Phosphorus (P) and sulfur (S) both are elements that reduce the toughness of steel, and thus the contents of P and S are desirably lowered as much as possible. The P content is allowed to be 0.0025% by mass or less (not including 0% by mass), and the S content is allowed to be 0.0010% by mass or less (not including 0% by mass).
From an economic viewpoint, P is added in an amount of 0.0010% by mass or more and 0.0025% by mass or less. In consideration of the economical efficiency, the P content is more preferably 0.0015% by mass or more and 0.0025% by mass or less.

[Ni: 9.10% by mass or more and 9.40% by mass or less]

Nickel (Ni) is an essential element in the embodiment of the present invention and has the effect of imparting high toughness to a steel plate at low temperature. If the Ni content is less than 9.10% by mass, its effect becomes lower. If Ni is added in a large amount exceeding 9.40% by mass, its effect is saturated and also uneconomical. Thus, the Ni content is set at 9.10% by mass or more and 9.40% by mass or less.

[Al: 0.020% by mass or more and 0.050% by mass or less]

Aluminum (Al) needs to be added in an amount of 0.0020% by mass or more as a deoxidizer. However, if Al is added in an amount exceeding 0.050% by mass, the cleanliness of the steel is degraded. Thus, the Al content is set at 0.020% by mass or more and 0.050% by mass or less. To further enhance the cleanliness, the upper limit of Al content is preferably 0.045% by mass.

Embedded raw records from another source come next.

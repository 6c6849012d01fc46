//! quotesync CLI
//!
//! Command-line tools for the quotation sync engine.
//!
//! # Commands
//!
//! - `simulate` - Run a scripted two-session scenario against an in-process server
//! - `inspect-draft` - Decode a persisted draft
//! - `version` - Show version information

mod commands;

use clap::{Parser, Subcommand};
use commands::simulate::Scenario;
use std::path::PathBuf;
use tracing_subscriber::EnvFilter;

/// quotesync command-line tools.
#[derive(Parser)]
#[command(name = "quotesync")]
#[command(author, version, about, long_about = None)]
struct Cli {
    /// Enable verbose output
    #[arg(global = true, short, long)]
    verbose: bool,

    #[command(subcommand)]
    command: Commands,
}

#[derive(Subcommand)]
enum Commands {
    /// Run two sessions against an in-process server and print each transition
    Simulate {
        /// Scenario to run
        #[arg(short, long, value_enum, default_value_t = Scenario::Conflict)]
        scenario: Scenario,

        /// Resolution strategy (keep-local, keep-server, merge, cancel)
        #[arg(long, default_value = "keep-local")]
        strategy: String,
    },

    /// Decode a persisted draft
    InspectDraft {
        /// Draft directory
        #[arg(short, long)]
        path: PathBuf,

        /// Document id
        #[arg(short, long)]
        id: String,

        /// Output format (text, json)
        #[arg(short, long, default_value = "text")]
        format: String,
    },

    /// Show version information
    Version,
}

fn main() -> Result<(), Box<dyn std::error::Error>> {
    let cli = Cli::parse();

    // Initialize logging
    let filter = if cli.verbose {
        EnvFilter::new("debug")
    } else {
        EnvFilter::new("info")
    };
    tracing_subscriber::fmt().with_env_filter(filter).init();

    match cli.command {
        Commands::Simulate { scenario, strategy } => {
            let strategy = strategy.parse()?;
            commands::simulate::run(scenario, strategy)?;
        }
        Commands::InspectDraft { path, id, format } => {
            let id = id.parse()?;
            commands::inspect_draft::run(&path, &id, &format)?;
        }
        Commands::Version => {
            println!("quotesync CLI v{}", env!("CARGO_PKG_VERSION"));
        }
    }

    Ok(())
}
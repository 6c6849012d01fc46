//! Remote gateway abstraction for push and pull.

use crate::error::{SyncError, SyncResult};
use parking_lot::Mutex;
use quotesync_protocol::{PullRequest, PushOutcome, PushRequest, QuotationDocument};
use std::collections::VecDeque;
use std::future::Future;
use std::sync::atomic::{AtomicBool, AtomicU64, Ordering};
use std::sync::Arc;
use std::time::Duration;

/// A remote gateway talks to the authoritative copy.
///
/// This is the only component that performs network I/O. Implementations
/// must keep transport failures (`SyncError::Transport`, `SyncError::Timeout`)
/// distinct from a stale-version rejection, which is a regular
/// [`PushOutcome::Rejected`].
pub trait RemoteGateway: Send + Sync {
    /// Pushes a payload based on `request.expected_version`.
    fn push(&self, request: &PushRequest) -> impl Future<Output = SyncResult<PushOutcome>> + Send;

    /// Pulls the current authoritative state.
    fn pull(
        &self,
        request: &PullRequest,
    ) -> impl Future<Output = SyncResult<QuotationDocument>> + Send;
}

impl<G: RemoteGateway> RemoteGateway for Arc<G> {
    fn push(&self, request: &PushRequest) -> impl Future<Output = SyncResult<PushOutcome>> + Send {
        (**self).push(request)
    }

    fn pull(
        &self,
        request: &PullRequest,
    ) -> impl Future<Output = SyncResult<QuotationDocument>> + Send {
        (**self).pull(request)
    }
}

/// A scripted gateway for testing.
///
/// Responses are consumed in the order they were queued.
pub struct MockGateway {
    connected: AtomicBool,
    delay: Mutex<Option<Duration>>,
    push_results: Mutex<VecDeque<SyncResult<PushOutcome>>>,
    pull_results: Mutex<VecDeque<SyncResult<QuotationDocument>>>,
    pushed: Mutex<Vec<PushRequest>>,
    pull_calls: AtomicU64,
}

impl MockGateway {
    /// Creates a new connected mock gateway.
    pub fn new() -> Self {
        Self {
            connected: AtomicBool::new(true),
            delay: Mutex::new(None),
            push_results: Mutex::new(VecDeque::new()),
            pull_results: Mutex::new(VecDeque::new()),
            pushed: Mutex::new(Vec::new()),
            pull_calls: AtomicU64::new(0),
        }
    }

    /// Queues the result of the next push.
    pub fn queue_push(&self, result: SyncResult<PushOutcome>) {
        self.push_results.lock().push_back(result);
    }

    /// Queues the result of the next pull.
    pub fn queue_pull(&self, result: SyncResult<QuotationDocument>) {
        self.pull_results.lock().push_back(result);
    }

    /// Delays every response by `delay`.
    pub fn set_delay(&self, delay: Duration) {
        *self.delay.lock() = Some(delay);
    }

    /// Sets the connected state.
    pub fn set_connected(&self, connected: bool) {
        self.connected.store(connected, Ordering::SeqCst);
    }

    /// Returns every push request received so far.
    pub fn pushed(&self) -> Vec<PushRequest> {
        self.pushed.lock().clone()
    }

    /// Returns the number of push calls.
    pub fn push_calls(&self) -> usize {
        self.pushed.lock().len()
    }

    /// Returns the number of pull calls.
    pub fn pull_calls(&self) -> u64 {
        self.pull_calls.load(Ordering::SeqCst)
    }

    async fn respond<T>(&self, queue: &Mutex<VecDeque<SyncResult<T>>>, what: &str) -> SyncResult<T> {
        let delay = *self.delay.lock();
        if let Some(delay) = delay {
            tokio::time::sleep(delay).await;
        }
        if !self.connected.load(Ordering::SeqCst) {
            return Err(SyncError::transport_retryable("connection refused"));
        }
        let next = queue.lock().pop_front();
        next.unwrap_or_else(|| Err(SyncError::Protocol(format!("No mock {what} response set"))))
    }
}

impl Default for MockGateway {
    fn default() -> Self {
        Self::new()
    }
}

impl RemoteGateway for MockGateway {
    async fn push(&self, request: &PushRequest) -> SyncResult<PushOutcome> {
        self.pushed.lock().push(request.clone());
        self.respond(&self.push_results, "push").await
    }

    async fn pull(&self, _request: &PullRequest) -> SyncResult<QuotationDocument> {
        self.pull_calls.fetch_add(1, Ordering::SeqCst);
        self.respond(&self.pull_results, "pull").await
    }
}
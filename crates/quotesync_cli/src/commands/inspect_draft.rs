//! Inspect-draft command implementation.

use chrono::{DateTime, Utc};
use quotesync_engine::{DraftRecord, FileStorage};
use quotesync_protocol::{changed_fields, DocumentId, Payload};
use serde::Serialize;
use std::path::Path;

/// Decoded draft.
#[derive(Debug, Serialize)]
pub struct DraftSummary {
    /// Document id.
    pub id: String,
    /// Version the draft is based on.
    pub version: u64,
    /// Timestamp of that version.
    pub updated_at: DateTime<Utc>,
    /// Whether the draft holds unsynced edits.
    pub dirty: bool,
    /// Fields that differ from the last-synced payload.
    pub unsynced_fields: Vec<String>,
    /// Working payload.
    pub working: Payload,
}

impl From<DraftRecord> for DraftSummary {
    fn from(draft: DraftRecord) -> Self {
        let unsynced_fields = changed_fields(&draft.last_synced, &draft.working)
            .into_iter()
            .collect();
        Self {
            id: draft.id.to_string(),
            version: draft.version,
            updated_at: draft.updated_at,
            dirty: draft.dirty,
            unsynced_fields,
            working: draft.working,
        }
    }
}

/// Loads the draft for `id` from `path`.
pub fn load(path: &Path, id: &DocumentId) -> Result<DraftSummary, Box<dyn std::error::Error>> {
    if !path.is_dir() {
        return Err(format!("No draft directory at {:?}", path).into());
    }
    let storage = FileStorage::open(path)?;
    let draft = DraftRecord::load(&storage, id)?
        .ok_or_else(|| format!("No draft for {id} in {:?}", path))?;
    Ok(draft.into())
}

/// Runs the inspect-draft command.
pub fn run(path: &Path, id: &DocumentId, format: &str) -> Result<(), Box<dyn std::error::Error>> {
    let summary = load(path, id)?;

    match format {
        "json" => println!("{}", serde_json::to_string_pretty(&summary)?),
        _ => {
            println!("Draft: {}", summary.id);
            println!("  Version:    {}", summary.version);
            println!("  Updated at: {}", summary.updated_at.to_rfc3339());
            println!("  Dirty:      {}", summary.dirty);
            if summary.unsynced_fields.is_empty() {
                println!("  Unsynced:   none");
            } else {
                println!("  Unsynced:   {}", summary.unsynced_fields.join(", "));
            }
            println!("  Payload:");
            for (field, value) in summary.working.iter() {
                println!("    {field}: {value}");
            }
        }
    }

    Ok(())
}
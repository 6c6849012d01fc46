//! # quotesync_engine
//!
//! Replica synchronization for quotation documents.
//!
//! A session holds a working copy of one document, edits it optimistically
//! and keeps it consistent with the authoritative copy behind a
//! [`RemoteGateway`]. Writes use compare-and-swap on a single linear
//! version counter:
//!
//! - local edits mark the copy dirty and arm a debounced autosave
//! - a push based on a stale version is rejected with the server state
//! - non-overlapping edits are rebased and pushed again automatically
//! - overlapping edits surface a [`ConflictInfo`](quotesync_protocol::ConflictInfo)
//!   that blocks further writes until [`SyncCoordinator::resolve`] is called
//!
//! Sessions sharing a document learn about each other's writes through a
//! [`SessionBus`]. Unsynced edits survive a restart as drafts in a
//! [`PersistentStorage`].
//!
//! ## Example
//!
//! ```rust,ignore
//! use quotesync_engine::{MemoryStorage, SyncConfig, SyncCoordinator};
//!
//! let session = SyncCoordinator::new(SyncConfig::interactive(), gateway, MemoryStorage::new());
//! session.open(id).await?;
//! session.mutate(&patch)?;
//! session.force_push().await?;
//! ```

#![deny(unsafe_code)]
#![warn(missing_docs)]

mod config;
mod coordinator;
mod detector;
mod driver;
mod error;
mod gateway;
mod http;
mod notifier;
mod persistence;
mod reachability;
mod report;
mod resolution;
mod scheduler;
mod store;

pub use config::{RetryConfig, SyncConfig};
pub use coordinator::SyncCoordinator;
pub use detector::{carry_local_changes, detect, Detection};
pub use driver::run_session;
pub use error::{SyncError, SyncResult};
pub use gateway::{MockGateway, RemoteGateway};
pub use http::{
    HttpClient, HttpGateway, HttpResponse, LoopbackClient, LoopbackServer, PULL_ENDPOINT,
    PUSH_ENDPOINT,
};
pub use notifier::{RemoteChange, SessionBus};
pub use persistence::{
    DraftRecord, FileStorage, MemoryStorage, PersistentStorage, StorageError, StorageResult,
};
pub use reachability::{Reachability, ReachabilityMonitor, ReachabilityTransition};
pub use report::{
    PullReport, PushReport, ResolutionReport, SyncInput, SyncObserver, SyncOutcome, SyncStats,
    SyncStatus,
};
pub use resolution::{merge, plan, PendingConflict, ResolutionPlan};
pub use scheduler::AutosaveScheduler;
pub use store::DocumentStore;
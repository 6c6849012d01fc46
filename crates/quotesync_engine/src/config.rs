//! Configuration for the sync engine.

use rand::Rng;
use std::time::Duration;
use uuid::Uuid;

/// Configuration for one editing session.
#[derive(Debug, Clone)]
pub struct SyncConfig {
    /// Session ID (unique per tab/device session).
    pub session_id: Uuid,
    /// Autosave debounce delay.
    pub debounce: Duration,
    /// Timeout applied to every gateway call.
    pub request_timeout: Duration,
    /// Window in which a second reconnect does not trigger another catch-up.
    pub reconnect_cooldown: Duration,
    /// Maximum fast-forward rebases chained in one push cycle.
    pub max_fast_forwards: u32,
    /// Retry configuration for transport failures.
    pub retry: RetryConfig,
}

impl SyncConfig {
    /// Creates a configuration for interactive edits (5 s debounce).
    pub fn interactive() -> Self {
        Self {
            session_id: Uuid::new_v4(),
            debounce: Duration::from_millis(5000),
            request_timeout: Duration::from_secs(10),
            reconnect_cooldown: Duration::from_secs(2),
            max_fast_forwards: 3,
            retry: RetryConfig::default(),
        }
    }

    /// Creates a configuration for a single in-dialog edit session (800 ms debounce).
    pub fn dialog() -> Self {
        Self::interactive().with_debounce(Duration::from_millis(800))
    }

    /// Sets the session ID.
    pub fn with_session_id(mut self, session_id: Uuid) -> Self {
        self.session_id = session_id;
        self
    }

    /// Sets the debounce delay.
    pub fn with_debounce(mut self, debounce: Duration) -> Self {
        self.debounce = debounce;
        self
    }

    /// Sets the request timeout.
    pub fn with_request_timeout(mut self, timeout: Duration) -> Self {
        self.request_timeout = timeout;
        self
    }

    /// Sets the reconnect cooldown.
    pub fn with_reconnect_cooldown(mut self, cooldown: Duration) -> Self {
        self.reconnect_cooldown = cooldown;
        self
    }

    /// Sets the maximum chained fast-forwards per push cycle.
    pub fn with_max_fast_forwards(mut self, max: u32) -> Self {
        self.max_fast_forwards = max;
        self
    }

    /// Sets the retry configuration.
    pub fn with_retry(mut self, retry: RetryConfig) -> Self {
        self.retry = retry;
        self
    }
}

impl Default for SyncConfig {
    fn default() -> Self {
        Self::interactive()
    }
}

/// Configuration for retry behavior.
#[derive(Debug, Clone)]
pub struct RetryConfig {
    /// Maximum number of attempts, including the first one.
    pub max_attempts: u32,
    /// Delay before the first retry.
    pub initial_delay: Duration,
    /// Maximum delay between retries.
    pub max_delay: Duration,
    /// Multiplier for exponential backoff.
    pub backoff_multiplier: f64,
    /// Whether to add jitter to delays.
    pub add_jitter: bool,
}

impl RetryConfig {
    /// Creates a new retry configuration.
    pub fn new(max_attempts: u32) -> Self {
        Self {
            max_attempts,
            initial_delay: Duration::from_secs(1),
            max_delay: Duration::from_secs(30),
            backoff_multiplier: 2.0,
            add_jitter: false,
        }
    }

    /// Creates a configuration with no retries.
    pub fn no_retry() -> Self {
        Self {
            max_attempts: 1,
            initial_delay: Duration::ZERO,
            max_delay: Duration::ZERO,
            backoff_multiplier: 1.0,
            add_jitter: false,
        }
    }

    /// Sets the initial delay.
    pub fn with_initial_delay(mut self, delay: Duration) -> Self {
        self.initial_delay = delay;
        self
    }

    /// Sets the maximum delay.
    pub fn with_max_delay(mut self, delay: Duration) -> Self {
        self.max_delay = delay;
        self
    }

    /// Sets the backoff multiplier.
    pub fn with_backoff_multiplier(mut self, multiplier: f64) -> Self {
        self.backoff_multiplier = multiplier;
        self
    }

    /// Enables or disables jitter.
    pub fn with_jitter(mut self, add_jitter: bool) -> Self {
        self.add_jitter = add_jitter;
        self
    }

    /// Calculates the delay for a given attempt (0-indexed).
    pub fn delay_for_attempt(&self, attempt: u32) -> Duration {
        if attempt == 0 {
            return Duration::ZERO;
        }

        let base_delay = self.initial_delay.as_secs_f64()
            * self.backoff_multiplier.powi(attempt.saturating_sub(1) as i32);

        let delay_secs = base_delay.min(self.max_delay.as_secs_f64());

        if self.add_jitter {
            // Add up to 25% jitter
            let jitter = delay_secs * 0.25 * rand::thread_rng().gen::<f64>();
            Duration::from_secs_f64(delay_secs + jitter)
        } else {
            Duration::from_secs_f64(delay_secs)
        }
    }
}

impl Default for RetryConfig {
    fn default() -> Self {
        Self::new(3)
    }
}

#[cfg(test)]
mod tests {
    use super::*;

    #[test]
    fn presets() {
        let interactive = SyncConfig::interactive();
        assert_eq!(interactive.debounce, Duration::from_millis(5000));
        assert_eq!(interactive.request_timeout, Duration::from_secs(10));
        assert_eq!(interactive.reconnect_cooldown, Duration::from_secs(2));

        let dialog = SyncConfig::dialog();
        assert_eq!(dialog.debounce, Duration::from_millis(800));
        assert_ne!(dialog.session_id, interactive.session_id);
    }

    #[test]
    fn sync_config_builder() {
        let session = Uuid::new_v4();
        let config = SyncConfig::interactive()
            .with_session_id(session)
            .with_debounce(Duration::from_millis(250))
            .with_request_timeout(Duration::from_secs(3))
            .with_max_fast_forwards(1)
            .with_retry(RetryConfig::no_retry());

        assert_eq!(config.session_id, session);
        assert_eq!(config.debounce, Duration::from_millis(250));
        assert_eq!(config.request_timeout, Duration::from_secs(3));
        assert_eq!(config.max_fast_forwards, 1);
        assert_eq!(config.retry.max_attempts, 1);
    }

    #[test]
    fn default_retry_schedule() {
        let config = RetryConfig::default();
        assert_eq!(config.max_attempts, 3);
        assert_eq!(config.delay_for_attempt(0), Duration::ZERO);
        assert_eq!(config.delay_for_attempt(1), Duration::from_secs(1));
        assert_eq!(config.delay_for_attempt(2), Duration::from_secs(2));
        assert_eq!(config.delay_for_attempt(3), Duration::from_secs(4));
    }

    #[test]
    fn retry_delay_with_jitter() {
        let config = RetryConfig::new(5)
            .with_initial_delay(Duration::from_millis(100))
            .with_jitter(true);

        let delay1 = config.delay_for_attempt(1);
        assert!(delay1 >= Duration::from_millis(100));
        assert!(delay1 <= Duration::from_millis(125));
    }

    #[test]
    fn retry_delay_respects_max() {
        let config = RetryConfig::new(10)
            .with_initial_delay(Duration::from_secs(1))
            .with_max_delay(Duration::from_secs(5))
            .with_backoff_multiplier(10.0);

        assert_eq!(config.delay_for_attempt(5), Duration::from_secs(5));
    }
}
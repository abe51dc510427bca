use std::path::PathBuf;
use std::time::Duration;

use config::{Config, Environment, File};
use serde::Deserialize;

use crate::error::Result;

const DEFAULT_CINEMA_URL: &str = "https://tietarteve.com/cine-navalmoral/";
const DEFAULT_OUTPUT_FILE: &str = "cinema_data.json";
const DEFAULT_GEMINI_MODELS: &str = "gemini-3-flash-preview,gemini-2.0-flash,gemini-1.5-flash";
const CONFIG_FILE: &str = "cinema_feed";

/// Runtime settings: defaults, then `cinema_feed.toml`, then environment,
/// then CLI overrides.
#[derive(Debug, Clone, Deserialize)]
pub struct Settings {
    pub cinema_url: String,
    pub output_file: PathBuf,
    pub spider_api_key: Option<String>,
    pub gemini_api_key: Option<String>,
    gemini_models: String,
    pub tmdb_read_token: Option<String>,
    pub tmdb_api_key: Option<String>,
    pub tmdb_language: String,
    pub fetch_timeout_secs: u64,
    pub request_timeout_secs: u64,
    pub feed_ttl_hours: i64,
}

impl Settings {
    pub fn load(url: Option<String>, output: Option<PathBuf>) -> Result<Self> {
        let settings = Config::builder()
            .set_default("cinema_url", DEFAULT_CINEMA_URL)?
            .set_default("output_file", DEFAULT_OUTPUT_FILE)?
            .set_default("gemini_models", DEFAULT_GEMINI_MODELS)?
            .set_default("tmdb_language", "es-ES")?
            .set_default("fetch_timeout_secs", 30_i64)?
            .set_default("request_timeout_secs", 10_i64)?
            .set_default("feed_ttl_hours", 24_i64)?
            .add_source(File::with_name(CONFIG_FILE).required(false))
            .add_source(Environment::default())
            .set_override_option("cinema_url", url)?
            .set_override_option(
                "output_file",
                output.map(|p| p.to_string_lossy().into_owned()),
            )?
            .build()?;

        Ok(settings.try_deserialize()?)
    }

    pub fn gemini_models(&self) -> Vec<String> {
        self.gemini_models
            .split(',')
            .map(str::trim)
            .filter(|m| !m.is_empty())
            .map(str::to_string)
            .collect()
    }

    pub fn fetch_timeout(&self) -> Duration {
        Duration::from_secs(self.fetch_timeout_secs)
    }

    pub fn request_timeout(&self) -> Duration {
        Duration::from_secs(self.request_timeout_secs)
    }
}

[N: 0.0050% by mass or less]

Nitrogen (N) reduces the toughness of steel in a solid-solution state and also has the effect of refining crystal grains in the form of AlN. Therefore, the N content is reduced as much as possible to the extent that it does not coarsen crystal grains. Thus, the N content is set at 0.0050% by mass or less (not including 0% by mass).

[Balance]

The balance being iron and inevitable impurities. Inevitable impurities are trace elements (for example, As, Sb, Sn, and the like) brought into situations, including raw materials, source materials, manufacturing facilities, and the like, which are allowed to be mixed in the steel plate. For example, there are elements, such as P and S, whose content ranges are separately specified as mentioned above, despite being inevitable impurities which are preferably contained in a smaller amount in general. Because of this, as used herein, the term "inevitable impurities" constituting the balance is based on the concept that excludes the elements whose content ranges are specified separately.
However, the present invention is not limited to this embodiment. The other elements selectively contained in such a manner can be exemplified as follows.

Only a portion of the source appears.